──────── Dataset excerpts ────────
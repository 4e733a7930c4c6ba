//! Vote transaction engine.
//!
//! Casting a ballot reads the target option, the voter's vote record and
//! whichever counters the transition touches, then writes them back in one
//! transaction scoped to the poll.

use polly_core::poll::{
    transition, Ballot, BallotState, OptionId, PollId, UserId, Vote, VoteOutcome, VoteTransition,
};
use polly_core::storage::{
    run_in_transaction, Entity, EntityKey, EntityStore, Result, TransactionScope,
};

/// Casts or changes `ballot.voter`'s vote on a poll.
///
/// Voting again for the current option changes nothing. Every read and write
/// happens inside a single transaction on the poll's entity group; on any
/// error nothing is persisted.
pub async fn cast_vote(store: &dyn EntityStore, ballot: Ballot) -> Result<VoteOutcome> {
    let Ballot {
        poll_id,
        option_id,
        voter,
    } = ballot;

    let outcome = run_in_transaction(store, poll_id, move |tx| {
        Box::pin(apply_ballot(tx, poll_id, option_id, voter))
    })
    .await?;

    tracing::debug!(
        poll_id = %poll_id,
        option_id = %option_id,
        outcome = ?outcome,
        "Ballot committed"
    );

    Ok(outcome)
}

async fn apply_ballot(
    tx: &mut dyn TransactionScope,
    poll_id: PollId,
    option_id: OptionId,
    voter: UserId,
) -> Result<VoteOutcome> {
    let mut target = require(tx, EntityKey::Option(poll_id, option_id))
        .await?
        .into_option()?;

    let existing = tx
        .get(&EntityKey::Vote(poll_id, voter.clone()))
        .await?
        .map(Entity::into_vote)
        .transpose()?;

    let change = transition(BallotState::from_vote(existing.as_ref()), option_id);

    match change {
        VoteTransition::Unchanged => return Ok(VoteOutcome::Unchanged),
        VoteTransition::FirstVote => {
            let mut poll = require(tx, EntityKey::Poll(poll_id)).await?.into_poll()?;
            poll.count_new_voter();
            tx.put(poll.into()).await?;
        }
        VoteTransition::Switch { from } => {
            let mut previous = require(tx, EntityKey::Option(poll_id, from))
                .await?
                .into_option()?;
            previous.debit()?;
            tx.put(previous.into()).await?;
        }
    }

    target.credit();
    tx.put(target.into()).await?;

    let vote = match existing {
        Some(mut vote) => {
            vote.point_at(option_id);
            vote
        }
        None => Vote::new(poll_id, voter, option_id),
    };
    tx.put(vote.into()).await?;

    Ok(change.into())
}

async fn require(tx: &mut dyn TransactionScope, key: EntityKey) -> Result<Entity> {
    match tx.get(&key).await? {
        Some(entity) => Ok(entity),
        None => Err(key.not_found()),
    }
}


#[cfg(all(test, feature = "sqlite"))]
mod sqlite_tests {
    use std::sync::Arc;
    use std::time::Duration;

    use tempfile::TempDir;

    use super::*;
    use crate::repository::PollRepository;
    use crate::storage::SqliteStore;
    use polly_core::poll::{NewOption, NewPoll};
    use polly_core::storage::RepositoryError;

    /// File-backed store, so concurrent transactions use separate connections.
    async fn setup(
        dir: &TempDir,
        busy_timeout: Duration,
    ) -> (Arc<SqliteStore>, PollRepository, PollId) {
        let path = dir.path().join("polly.db");
        let store = Arc::new(
            SqliteStore::new(path.to_str().unwrap(), busy_timeout)
                .await
                .unwrap(),
        );
        let repo = PollRepository::new(store.clone());
        let poll_id = repo
            .create_poll(NewPoll {
                name: "Lunch".to_string(),
                owner: UserId::new("owner"),
                options: ["A", "B"]
                    .iter()
                    .map(|text| NewOption {
                        text: text.to_string(),
                        image: None,
                    })
                    .collect(),
            })
            .await
            .unwrap();
        (store, repo, poll_id)
    }

    fn ballot(poll_id: PollId, option: i64, voter: &str) -> Ballot {
        Ballot {
            poll_id,
            option_id: OptionId(option),
            voter: UserId::new(voter),
        }
    }

    async fn counts(repo: &PollRepository, poll_id: PollId) -> (i64, Vec<i64>) {
        let poll = repo.get_poll(poll_id).await.unwrap();
        let options = repo.options_of(&poll).await.unwrap();
        (poll.total_votes, options.iter().map(|o| o.votes).collect())
    }

    #[tokio::test(flavor = "multi_thread", worker_threads = 4)]
    async fn test_concurrent_voters_queue_on_the_write_lock() {
        const VOTERS: usize = 32;
        let dir = TempDir::new().unwrap();
        let (store, repo, poll_id) = setup(&dir, Duration::from_secs(10)).await;

        let handles: Vec<_> = (0..VOTERS)
            .map(|i| {
                let store = store.clone();
                tokio::spawn(async move {
                    cast_vote(&*store, ballot(poll_id, 1, &format!("voter-{i}"))).await
                })
            })
            .collect();

        for handle in handles {
            assert_eq!(handle.await.unwrap().unwrap(), VoteOutcome::Counted);
        }

        assert_eq!(counts(&repo, poll_id).await, (VOTERS as i64, vec![VOTERS as i64, 0]));
    }

    #[tokio::test(flavor = "multi_thread", worker_threads = 4)]
    async fn test_concurrent_switches_keep_counts_consistent() {
        const VOTERS: usize = 16;
        let dir = TempDir::new().unwrap();
        let (store, repo, poll_id) = setup(&dir, Duration::from_secs(10)).await;

        for i in 0..VOTERS {
            cast_vote(&*store, ballot(poll_id, 1, &format!("voter-{i}")))
                .await
                .unwrap();
        }

        let handles: Vec<_> = (0..VOTERS)
            .map(|i| {
                let store = store.clone();
                tokio::spawn(async move {
                    cast_vote(&*store, ballot(poll_id, 2, &format!("voter-{i}"))).await
                })
            })
            .collect();

        for handle in handles {
            assert!(matches!(
                handle.await.unwrap().unwrap(),
                VoteOutcome::Moved { from: OptionId(1) }
            ));
        }

        assert_eq!(counts(&repo, poll_id).await, (VOTERS as i64, vec![0, VOTERS as i64]));
    }

    #[tokio::test]
    async fn test_lock_contention_is_store_unavailable_and_writes_nothing() {
        let dir = TempDir::new().unwrap();
        let (store, repo, poll_id) = setup(&dir, Duration::from_millis(100)).await;

        let held = store.begin(poll_id).await.unwrap();

        let result = cast_vote(&*store, ballot(poll_id, 1, "bob")).await;

        assert!(
            matches!(result, Err(RepositoryError::StoreUnavailable(_))),
            "unexpected result: {result:?}"
        );

        held.rollback().await.unwrap();
        assert_eq!(counts(&repo, poll_id).await, (0, vec![0, 0]));
        assert!(repo
            .get_vote(poll_id, &UserId::new("bob"))
            .await
            .unwrap()
            .is_none());

        // The engine works again once the lock is released.
        let outcome = cast_vote(&*store, ballot(poll_id, 1, "bob")).await.unwrap();
        assert_eq!(outcome, VoteOutcome::Counted);
    }
}
//! SQLite storage backend implementation.
//!
//! Provides a SQLite-based implementation of `EntityStore` using `sqlx`.
//! Each poll is an entity group; transactions take the database write lock
//! when they begin and wait up to the configured busy timeout for it.

mod conversions;
mod error;
mod schema;
mod store;

pub use store::SqliteStore;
────────
[Task statement] Reproduce the material above without altering a single character.

[Reply to the task]
repository 4e733a7930c4c6ba
//! Vote transaction engine.
//!
//! Casting a ballot reads the target option, the voter's vote record and
//! whichever counters the transition touches, then writes them back in one
//! transaction scoped to the poll.

use polly_core::poll::{
    transition, Ballot, BallotState, OptionId, PollId, UserId, Vote, VoteOutcome, VoteTransition,
};
use polly_core::storage::{
    run_in_transaction, Entity, EntityKey, EntityStore, Result, TransactionScope,
};

/// Casts or changes `ballot.voter`'s vote on a poll.
///
/// Voting again for the current option changes nothing. Every read and write
/// happens inside a single transaction on the poll's entity group; on any
/// error nothing is persisted.
pub async fn cast_vote(store: &dyn EntityStore, ballot: Ballot) -> Result<VoteOutcome> {
    let Ballot {
        poll_id,
        option_id,
        voter,
    } = ballot;

    let outcome = run_in_transaction(store, poll_id, move |tx| {
        Box::pin(apply_ballot(tx, poll_id, option_id, voter))
    })
    .await?;

    tracing::debug!(
        poll_id = %poll_id,
        option_id = %option_id,
        outcome = ?outcome,
        "Ballot committed"
    );

    Ok(outcome)
}

async fn apply_ballot(
    tx: &mut dyn TransactionScope,
    poll_id: PollId,
    option_id: OptionId,
    voter: UserId,
) -> Result<VoteOutcome> {
    let mut target = require(tx, EntityKey::Option(poll_id, option_id))
        .await?
        .into_option()?;

    let existing = tx
        .get(&EntityKey::Vote(poll_id, voter.clone()))
        .await?
        .map(Entity::into_vote)
        .transpose()?;

    let change = transition(BallotState::from_vote(existing.as_ref()), option_id);

    match change {
        VoteTransition::Unchanged => return Ok(VoteOutcome::Unchanged),
        VoteTransition::FirstVote => {
            let mut poll = require(tx, EntityKey::Poll(poll_id)).await?.into_poll()?;
            poll.count_new_voter();
            tx.put(poll.into()).await?;
        }
        VoteTransition::Switch { from } => {
            let mut previous = require(tx, EntityKey::Option(poll_id, from))
                .await?
                .into_option()?;
            previous.debit()?;
            tx.put(previous.into()).await?;
        }
    }

    target.credit();
    tx.put(target.into()).await?;

    let vote = match existing {
        Some(mut vote) => {
            vote.point_at(option_id);
            vote
        }
        None => Vote::new(poll_id, voter, option_id),
    };
    tx.put(vote.into()).await?;

    Ok(change.into())
}

async fn require(tx: &mut dyn TransactionScope, key: EntityKey) -> Result<Entity> {
    match tx.get(&key).await? {
        Some(entity) => Ok(entity),
        None => Err(key.not_found()),
    }
}


#[cfg(all(test, feature = "sqlite"))]
mod sqlite_tests {
    use std::sync::Arc;
    use std::time::Duration;

    use tempfile::TempDir;

    use super::*;
    use crate::repository::PollRepository;
    use crate::storage::SqliteStore;
    use polly_core::poll::{NewOption, NewPoll};
    use polly_core::storage::RepositoryError;

    /// File-backed store, so concurrent transactions use separate connections.
    async fn setup(
        dir: &TempDir,
        busy_timeout: Duration,
    ) -> (Arc<SqliteStore>, PollRepository, PollId) {
        let path = dir.path().join("polly.db");
        let store = Arc::new(
            SqliteStore::new(path.to_str().unwrap(), busy_timeout)
                .await
                .unwrap(),
        );
        let repo = PollRepository::new(store.clone());
        let poll_id = repo
            .create_poll(NewPoll {
                name: "Lunch".to_string(),
                owner: UserId::new("owner"),
                options: ["A", "B"]
                    .iter()
                    .map(|text| NewOption {
                        text: text.to_string(),
                        image: None,
                    })
                    .collect(),
            })
            .await
            .unwrap();
        (store, repo, poll_id)
    }

    fn ballot(poll_id: PollId, option: i64, voter: &str) -> Ballot {
        Ballot {
            poll_id,
            option_id: OptionId(option),
            voter: UserId::new(voter),
        }
    }

    async fn counts(repo: &PollRepository, poll_id: PollId) -> (i64, Vec<i64>) {
        let poll = repo.get_poll(poll_id).await.unwrap();
        let options = repo.options_of(&poll).await.unwrap();
        (poll.total_votes, options.iter().map(|o| o.votes).collect())
    }

    #[tokio::test(flavor = "multi_thread", worker_threads = 4)]
    async fn test_concurrent_voters_queue_on_the_write_lock() {
        const VOTERS: usize = 32;
        let dir = TempDir::new().unwrap();
        let (store, repo, poll_id) = setup(&dir, Duration::from_secs(10)).await;

        let handles: Vec<_> = (0..VOTERS)
            .map(|i| {
                let store = store.clone();
                tokio::spawn(async move {
                    cast_vote(&*store, ballot(poll_id, 1, &format!("voter-{i}"))).await
                })
            })
            .collect();

        for handle in handles {
            assert_eq!(handle.await.unwrap().unwrap(), VoteOutcome::Counted);
        }

        assert_eq!(counts(&repo, poll_id).await, (VOTERS as i64, vec![VOTERS as i64, 0]));
    }

    #[tokio::test(flavor = "multi_thread", worker_threads = 4)]
    async fn test_concurrent_switches_keep_counts_consistent() {
        const VOTERS: usize = 16;
        let dir = TempDir::new().unwrap();
        let (store, repo, poll_id) = setup(&dir, Duration::from_secs(10)).await;

        for i in 0..VOTERS {
            cast_vote(&*store, ballot(poll_id, 1, &format!("voter-{i}")))
                .await
                .unwrap();
        }

        let handles: Vec<_> = (0..VOTERS)
            .map(|i| {
                let store = store.clone();
                tokio::spawn(async move {
                    cast_vote(&*store, ballot(poll_id, 2, &format!("voter-{i}"))).await
                })
            })
            .collect();

        for handle in handles {
            assert!(matches!(
                handle.await.unwrap().unwrap(),
                VoteOutcome::Moved { from: OptionId(1) }
            ));
        }

        assert_eq!(counts(&repo, poll_id).await, (VOTERS as i64, vec![0, VOTERS as i64]));
    }

    #[tokio::test]
    async fn test_lock_contention_is_store_unavailable_and_writes_nothing() {
        let dir = TempDir::new().unwrap();
        let (store, repo, poll_id) = setup(&dir, Duration::from_millis(100)).await;

        let held = store.begin(poll_id).await.unwrap();

        let result = cast_vote(&*store, ballot(poll_id, 1, "bob")).await;

        assert!(
            matches!(result, Err(RepositoryError::StoreUnavailable(_))),
            "unexpected result: {result:?}"
        );

        held.rollback().await.unwrap();
        assert_eq!(counts(&repo, poll_id).await, (0, vec![0, 0]));
        assert!(repo
            .get_vote(poll_id, &UserId::new("bob"))
            .await
            .unwrap()
            .is_none());

        // The engine works again once the lock is released.
        let outcome = cast_vote(&*store, ballot(poll_id, 1, "bob")).await.unwrap();
        assert_eq!(outcome, VoteOutcome::Counted);
    }
}
//! SQLite storage backend implementation.
//!
//! Provides a SQLite-based implementation of `EntityStore` using `sqlx`.
//! Each poll is an entity group; transactions take the database write lock
//! when they begin and wait up to the configured busy timeout for it.

mod conversions;
mod error;
mod schema;
mod store;

pub use store::SqliteStore;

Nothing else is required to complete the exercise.